*** Opening of RECORDS SHOWN ***
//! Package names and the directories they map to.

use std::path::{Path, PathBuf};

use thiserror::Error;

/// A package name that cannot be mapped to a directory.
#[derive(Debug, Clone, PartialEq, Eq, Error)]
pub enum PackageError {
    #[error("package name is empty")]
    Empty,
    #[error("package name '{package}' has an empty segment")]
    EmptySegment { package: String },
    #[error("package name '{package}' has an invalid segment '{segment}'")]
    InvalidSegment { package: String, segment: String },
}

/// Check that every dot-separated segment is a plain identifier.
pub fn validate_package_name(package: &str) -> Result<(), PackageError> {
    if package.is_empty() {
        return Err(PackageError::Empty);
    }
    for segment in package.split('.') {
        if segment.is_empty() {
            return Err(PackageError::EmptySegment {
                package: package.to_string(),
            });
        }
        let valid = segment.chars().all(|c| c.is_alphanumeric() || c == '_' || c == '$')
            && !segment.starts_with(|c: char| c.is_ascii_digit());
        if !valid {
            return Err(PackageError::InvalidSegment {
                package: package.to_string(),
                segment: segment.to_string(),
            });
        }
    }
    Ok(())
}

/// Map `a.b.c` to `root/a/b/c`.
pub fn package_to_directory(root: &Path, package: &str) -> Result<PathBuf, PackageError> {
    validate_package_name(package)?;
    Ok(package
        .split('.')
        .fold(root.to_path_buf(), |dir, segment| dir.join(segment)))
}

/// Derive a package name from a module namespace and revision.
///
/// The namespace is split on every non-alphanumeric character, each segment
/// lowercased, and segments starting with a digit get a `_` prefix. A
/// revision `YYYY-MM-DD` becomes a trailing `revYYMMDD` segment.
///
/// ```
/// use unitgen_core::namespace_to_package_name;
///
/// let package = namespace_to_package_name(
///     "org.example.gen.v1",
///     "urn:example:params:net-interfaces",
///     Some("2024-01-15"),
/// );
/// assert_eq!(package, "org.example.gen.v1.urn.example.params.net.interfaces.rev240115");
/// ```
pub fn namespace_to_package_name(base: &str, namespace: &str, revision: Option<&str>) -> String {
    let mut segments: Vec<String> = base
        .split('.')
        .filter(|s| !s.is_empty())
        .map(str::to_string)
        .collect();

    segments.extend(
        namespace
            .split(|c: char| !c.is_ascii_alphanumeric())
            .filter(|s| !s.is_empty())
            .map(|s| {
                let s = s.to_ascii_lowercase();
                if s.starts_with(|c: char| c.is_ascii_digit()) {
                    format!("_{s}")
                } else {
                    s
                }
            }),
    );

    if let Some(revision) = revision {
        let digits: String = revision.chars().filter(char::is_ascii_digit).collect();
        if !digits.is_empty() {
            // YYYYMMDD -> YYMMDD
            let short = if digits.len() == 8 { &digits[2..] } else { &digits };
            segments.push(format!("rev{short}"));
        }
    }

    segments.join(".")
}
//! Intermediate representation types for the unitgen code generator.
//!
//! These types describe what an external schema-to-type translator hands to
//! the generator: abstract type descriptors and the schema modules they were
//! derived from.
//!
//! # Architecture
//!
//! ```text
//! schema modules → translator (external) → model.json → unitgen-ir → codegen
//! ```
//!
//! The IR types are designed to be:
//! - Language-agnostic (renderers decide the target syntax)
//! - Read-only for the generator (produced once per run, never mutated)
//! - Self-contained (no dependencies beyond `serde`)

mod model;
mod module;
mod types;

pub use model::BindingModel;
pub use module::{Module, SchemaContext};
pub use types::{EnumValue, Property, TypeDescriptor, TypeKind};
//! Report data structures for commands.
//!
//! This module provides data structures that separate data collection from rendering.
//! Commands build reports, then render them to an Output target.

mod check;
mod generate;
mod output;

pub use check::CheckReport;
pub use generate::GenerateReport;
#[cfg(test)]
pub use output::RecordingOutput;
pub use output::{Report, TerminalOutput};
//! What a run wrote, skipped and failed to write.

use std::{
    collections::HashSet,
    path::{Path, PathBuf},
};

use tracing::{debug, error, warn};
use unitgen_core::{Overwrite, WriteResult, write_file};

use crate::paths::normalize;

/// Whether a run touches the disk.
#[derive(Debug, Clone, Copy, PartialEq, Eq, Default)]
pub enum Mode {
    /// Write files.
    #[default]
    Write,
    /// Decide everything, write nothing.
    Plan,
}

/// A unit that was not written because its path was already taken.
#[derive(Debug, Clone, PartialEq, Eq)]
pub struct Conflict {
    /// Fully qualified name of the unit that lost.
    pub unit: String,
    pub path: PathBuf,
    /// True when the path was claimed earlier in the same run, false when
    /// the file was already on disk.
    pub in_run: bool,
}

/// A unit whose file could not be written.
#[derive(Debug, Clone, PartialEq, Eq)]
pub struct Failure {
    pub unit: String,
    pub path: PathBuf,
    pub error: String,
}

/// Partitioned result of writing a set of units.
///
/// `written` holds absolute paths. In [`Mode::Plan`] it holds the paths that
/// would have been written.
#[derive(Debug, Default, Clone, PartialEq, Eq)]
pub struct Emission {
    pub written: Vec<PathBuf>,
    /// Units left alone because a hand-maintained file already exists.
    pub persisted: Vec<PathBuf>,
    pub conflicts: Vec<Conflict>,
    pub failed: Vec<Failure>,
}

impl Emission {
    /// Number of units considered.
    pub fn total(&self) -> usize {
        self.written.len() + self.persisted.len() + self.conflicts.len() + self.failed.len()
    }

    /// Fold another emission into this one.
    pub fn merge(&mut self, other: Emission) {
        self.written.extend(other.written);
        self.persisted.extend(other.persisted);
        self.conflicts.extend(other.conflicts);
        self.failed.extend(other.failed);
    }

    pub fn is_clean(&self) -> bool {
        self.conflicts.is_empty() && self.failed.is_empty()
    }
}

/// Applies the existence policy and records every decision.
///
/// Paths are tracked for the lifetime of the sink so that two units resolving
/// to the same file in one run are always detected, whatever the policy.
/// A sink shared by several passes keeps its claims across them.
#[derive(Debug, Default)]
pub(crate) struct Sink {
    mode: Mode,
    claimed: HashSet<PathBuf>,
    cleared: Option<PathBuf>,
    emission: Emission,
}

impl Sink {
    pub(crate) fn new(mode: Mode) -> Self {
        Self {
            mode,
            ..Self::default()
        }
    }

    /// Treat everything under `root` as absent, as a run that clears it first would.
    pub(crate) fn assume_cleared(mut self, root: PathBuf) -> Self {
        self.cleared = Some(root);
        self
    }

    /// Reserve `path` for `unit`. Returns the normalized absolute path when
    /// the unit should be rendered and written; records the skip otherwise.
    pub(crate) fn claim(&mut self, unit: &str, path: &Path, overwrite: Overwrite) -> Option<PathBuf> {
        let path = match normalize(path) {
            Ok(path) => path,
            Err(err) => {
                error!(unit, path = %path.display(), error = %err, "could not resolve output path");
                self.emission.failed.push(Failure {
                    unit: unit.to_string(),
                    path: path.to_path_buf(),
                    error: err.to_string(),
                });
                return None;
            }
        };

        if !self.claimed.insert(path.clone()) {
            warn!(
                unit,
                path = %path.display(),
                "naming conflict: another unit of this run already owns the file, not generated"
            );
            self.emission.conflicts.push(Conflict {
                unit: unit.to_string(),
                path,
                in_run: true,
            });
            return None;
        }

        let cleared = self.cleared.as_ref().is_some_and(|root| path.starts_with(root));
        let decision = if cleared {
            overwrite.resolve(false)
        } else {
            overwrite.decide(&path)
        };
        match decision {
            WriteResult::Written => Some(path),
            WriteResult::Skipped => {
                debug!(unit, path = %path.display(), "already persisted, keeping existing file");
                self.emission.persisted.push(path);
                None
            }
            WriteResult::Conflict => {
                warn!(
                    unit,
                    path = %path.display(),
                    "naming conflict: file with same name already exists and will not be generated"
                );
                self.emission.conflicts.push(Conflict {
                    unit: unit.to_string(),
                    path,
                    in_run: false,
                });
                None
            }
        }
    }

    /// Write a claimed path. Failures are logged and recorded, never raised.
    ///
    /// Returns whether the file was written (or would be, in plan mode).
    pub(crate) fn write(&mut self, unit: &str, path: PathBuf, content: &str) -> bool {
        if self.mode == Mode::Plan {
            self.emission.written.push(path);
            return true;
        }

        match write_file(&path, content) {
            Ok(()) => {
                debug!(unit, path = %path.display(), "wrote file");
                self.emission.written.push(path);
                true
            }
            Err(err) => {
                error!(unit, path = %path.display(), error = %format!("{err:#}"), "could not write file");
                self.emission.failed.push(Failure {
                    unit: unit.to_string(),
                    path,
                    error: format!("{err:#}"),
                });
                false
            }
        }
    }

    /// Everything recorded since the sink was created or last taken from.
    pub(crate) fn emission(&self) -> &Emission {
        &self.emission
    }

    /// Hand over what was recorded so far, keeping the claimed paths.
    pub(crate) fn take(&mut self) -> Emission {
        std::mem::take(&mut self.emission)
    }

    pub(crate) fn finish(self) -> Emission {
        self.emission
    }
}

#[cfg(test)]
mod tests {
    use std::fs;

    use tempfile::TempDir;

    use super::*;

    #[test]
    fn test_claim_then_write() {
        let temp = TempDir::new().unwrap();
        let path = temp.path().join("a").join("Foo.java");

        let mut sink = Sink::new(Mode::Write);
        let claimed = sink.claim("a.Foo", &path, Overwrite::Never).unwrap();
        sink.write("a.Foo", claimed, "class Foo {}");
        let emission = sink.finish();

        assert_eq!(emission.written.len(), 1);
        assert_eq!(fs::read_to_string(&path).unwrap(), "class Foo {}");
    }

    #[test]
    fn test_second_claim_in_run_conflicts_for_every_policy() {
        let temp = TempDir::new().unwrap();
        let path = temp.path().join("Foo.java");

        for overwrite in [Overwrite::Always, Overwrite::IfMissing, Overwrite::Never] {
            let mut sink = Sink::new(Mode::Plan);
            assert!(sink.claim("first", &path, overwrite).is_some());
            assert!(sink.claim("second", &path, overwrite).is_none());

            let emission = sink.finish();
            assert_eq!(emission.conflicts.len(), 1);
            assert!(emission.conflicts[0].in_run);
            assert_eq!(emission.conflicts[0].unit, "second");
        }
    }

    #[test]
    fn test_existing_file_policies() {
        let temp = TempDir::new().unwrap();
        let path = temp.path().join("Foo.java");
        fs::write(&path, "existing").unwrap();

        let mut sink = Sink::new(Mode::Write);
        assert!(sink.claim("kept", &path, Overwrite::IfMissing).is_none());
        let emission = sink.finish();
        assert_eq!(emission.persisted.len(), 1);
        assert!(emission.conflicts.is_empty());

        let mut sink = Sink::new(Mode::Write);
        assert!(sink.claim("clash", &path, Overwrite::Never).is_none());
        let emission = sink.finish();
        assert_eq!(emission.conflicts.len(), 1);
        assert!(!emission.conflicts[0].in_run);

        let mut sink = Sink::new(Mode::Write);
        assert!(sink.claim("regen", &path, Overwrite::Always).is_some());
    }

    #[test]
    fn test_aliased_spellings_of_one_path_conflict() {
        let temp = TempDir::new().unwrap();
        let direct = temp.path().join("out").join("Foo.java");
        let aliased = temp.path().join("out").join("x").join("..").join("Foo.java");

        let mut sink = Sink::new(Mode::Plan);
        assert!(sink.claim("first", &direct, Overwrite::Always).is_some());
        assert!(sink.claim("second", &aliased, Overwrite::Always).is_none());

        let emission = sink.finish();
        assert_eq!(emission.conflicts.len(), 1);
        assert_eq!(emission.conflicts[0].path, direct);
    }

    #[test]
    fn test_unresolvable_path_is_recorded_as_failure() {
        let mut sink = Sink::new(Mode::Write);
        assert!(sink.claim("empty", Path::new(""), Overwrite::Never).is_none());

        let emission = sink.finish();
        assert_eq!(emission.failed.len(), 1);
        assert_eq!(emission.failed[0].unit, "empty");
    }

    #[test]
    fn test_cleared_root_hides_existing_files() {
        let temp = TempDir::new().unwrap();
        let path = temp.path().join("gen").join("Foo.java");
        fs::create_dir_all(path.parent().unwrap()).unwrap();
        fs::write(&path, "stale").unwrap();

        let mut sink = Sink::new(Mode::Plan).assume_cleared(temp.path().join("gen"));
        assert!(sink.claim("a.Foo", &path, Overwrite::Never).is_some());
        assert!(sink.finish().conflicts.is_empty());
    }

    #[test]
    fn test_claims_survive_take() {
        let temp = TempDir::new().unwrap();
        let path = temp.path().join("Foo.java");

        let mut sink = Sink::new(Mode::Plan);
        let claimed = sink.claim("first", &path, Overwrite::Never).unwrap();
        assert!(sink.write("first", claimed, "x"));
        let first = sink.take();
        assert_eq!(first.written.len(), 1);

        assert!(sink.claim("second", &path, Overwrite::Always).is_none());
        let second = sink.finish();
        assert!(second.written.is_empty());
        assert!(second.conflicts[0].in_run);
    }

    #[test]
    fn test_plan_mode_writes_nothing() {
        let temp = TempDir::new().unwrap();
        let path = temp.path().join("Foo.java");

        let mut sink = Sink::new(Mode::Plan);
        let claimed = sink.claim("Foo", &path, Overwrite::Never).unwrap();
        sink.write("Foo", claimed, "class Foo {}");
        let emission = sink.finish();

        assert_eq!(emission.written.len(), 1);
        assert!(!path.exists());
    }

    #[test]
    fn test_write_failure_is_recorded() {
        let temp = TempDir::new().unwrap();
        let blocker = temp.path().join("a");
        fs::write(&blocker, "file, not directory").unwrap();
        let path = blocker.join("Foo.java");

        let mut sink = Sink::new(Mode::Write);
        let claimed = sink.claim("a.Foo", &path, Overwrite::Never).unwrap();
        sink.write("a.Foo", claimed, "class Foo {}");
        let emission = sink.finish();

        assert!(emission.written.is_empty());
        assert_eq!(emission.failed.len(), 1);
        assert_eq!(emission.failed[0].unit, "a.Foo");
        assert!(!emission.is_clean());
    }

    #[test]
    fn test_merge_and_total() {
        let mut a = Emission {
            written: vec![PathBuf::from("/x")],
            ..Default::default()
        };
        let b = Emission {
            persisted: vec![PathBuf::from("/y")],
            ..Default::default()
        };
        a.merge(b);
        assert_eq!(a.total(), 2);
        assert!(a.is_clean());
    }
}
*** Close of RECORDS SHOWN ***
*** Opening of RECORDS SHOWN ***
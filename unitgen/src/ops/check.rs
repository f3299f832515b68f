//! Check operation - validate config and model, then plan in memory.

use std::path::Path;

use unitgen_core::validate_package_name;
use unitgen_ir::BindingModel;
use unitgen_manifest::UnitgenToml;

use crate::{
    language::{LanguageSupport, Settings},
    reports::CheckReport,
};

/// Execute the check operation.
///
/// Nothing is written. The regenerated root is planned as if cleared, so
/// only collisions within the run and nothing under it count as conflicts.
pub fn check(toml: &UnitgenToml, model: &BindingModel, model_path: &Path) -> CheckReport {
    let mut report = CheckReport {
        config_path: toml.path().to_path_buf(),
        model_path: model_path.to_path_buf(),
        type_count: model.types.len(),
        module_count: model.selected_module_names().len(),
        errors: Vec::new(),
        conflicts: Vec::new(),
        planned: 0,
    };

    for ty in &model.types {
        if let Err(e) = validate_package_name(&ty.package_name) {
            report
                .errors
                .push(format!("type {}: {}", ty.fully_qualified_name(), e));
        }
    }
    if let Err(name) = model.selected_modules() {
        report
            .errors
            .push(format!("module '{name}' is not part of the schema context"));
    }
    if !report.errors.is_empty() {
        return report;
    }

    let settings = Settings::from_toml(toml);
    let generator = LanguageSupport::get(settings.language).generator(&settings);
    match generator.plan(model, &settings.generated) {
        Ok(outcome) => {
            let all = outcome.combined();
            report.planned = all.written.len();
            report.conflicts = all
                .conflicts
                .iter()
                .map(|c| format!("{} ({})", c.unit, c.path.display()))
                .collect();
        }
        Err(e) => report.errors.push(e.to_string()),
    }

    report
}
*** Close of RECORDS SHOWN ***
*** Opening of RECORDS SHOWN ***
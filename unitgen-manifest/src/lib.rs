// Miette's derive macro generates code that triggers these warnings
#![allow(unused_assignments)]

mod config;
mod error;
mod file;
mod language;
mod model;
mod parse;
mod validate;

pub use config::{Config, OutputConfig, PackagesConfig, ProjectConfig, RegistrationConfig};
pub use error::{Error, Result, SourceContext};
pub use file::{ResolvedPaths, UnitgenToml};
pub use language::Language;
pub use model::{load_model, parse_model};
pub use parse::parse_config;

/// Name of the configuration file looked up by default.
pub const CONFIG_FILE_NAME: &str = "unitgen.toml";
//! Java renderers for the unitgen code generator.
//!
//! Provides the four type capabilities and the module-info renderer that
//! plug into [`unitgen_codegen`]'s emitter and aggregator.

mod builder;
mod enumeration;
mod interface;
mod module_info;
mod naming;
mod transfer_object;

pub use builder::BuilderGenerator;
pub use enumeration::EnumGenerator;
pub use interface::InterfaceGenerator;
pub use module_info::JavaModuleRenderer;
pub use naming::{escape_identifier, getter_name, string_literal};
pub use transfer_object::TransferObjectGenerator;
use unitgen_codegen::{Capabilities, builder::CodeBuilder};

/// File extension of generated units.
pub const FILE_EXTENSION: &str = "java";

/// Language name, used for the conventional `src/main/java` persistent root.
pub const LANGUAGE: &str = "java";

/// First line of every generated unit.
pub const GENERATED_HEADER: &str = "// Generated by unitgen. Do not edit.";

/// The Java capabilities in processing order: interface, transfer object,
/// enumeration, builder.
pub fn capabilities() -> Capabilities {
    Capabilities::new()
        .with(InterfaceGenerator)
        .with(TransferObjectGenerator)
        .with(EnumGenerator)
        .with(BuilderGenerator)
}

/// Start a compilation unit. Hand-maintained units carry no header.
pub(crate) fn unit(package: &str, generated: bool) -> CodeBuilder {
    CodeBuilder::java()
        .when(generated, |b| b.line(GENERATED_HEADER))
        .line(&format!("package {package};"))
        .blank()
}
*** Close of RECORDS SHOWN ***
• [WORK REQUIRED]:
A single integer is the expected output: the number of lines in the data that include the word "structures".

• [OUTPUT OF THE EXERCISE]:
2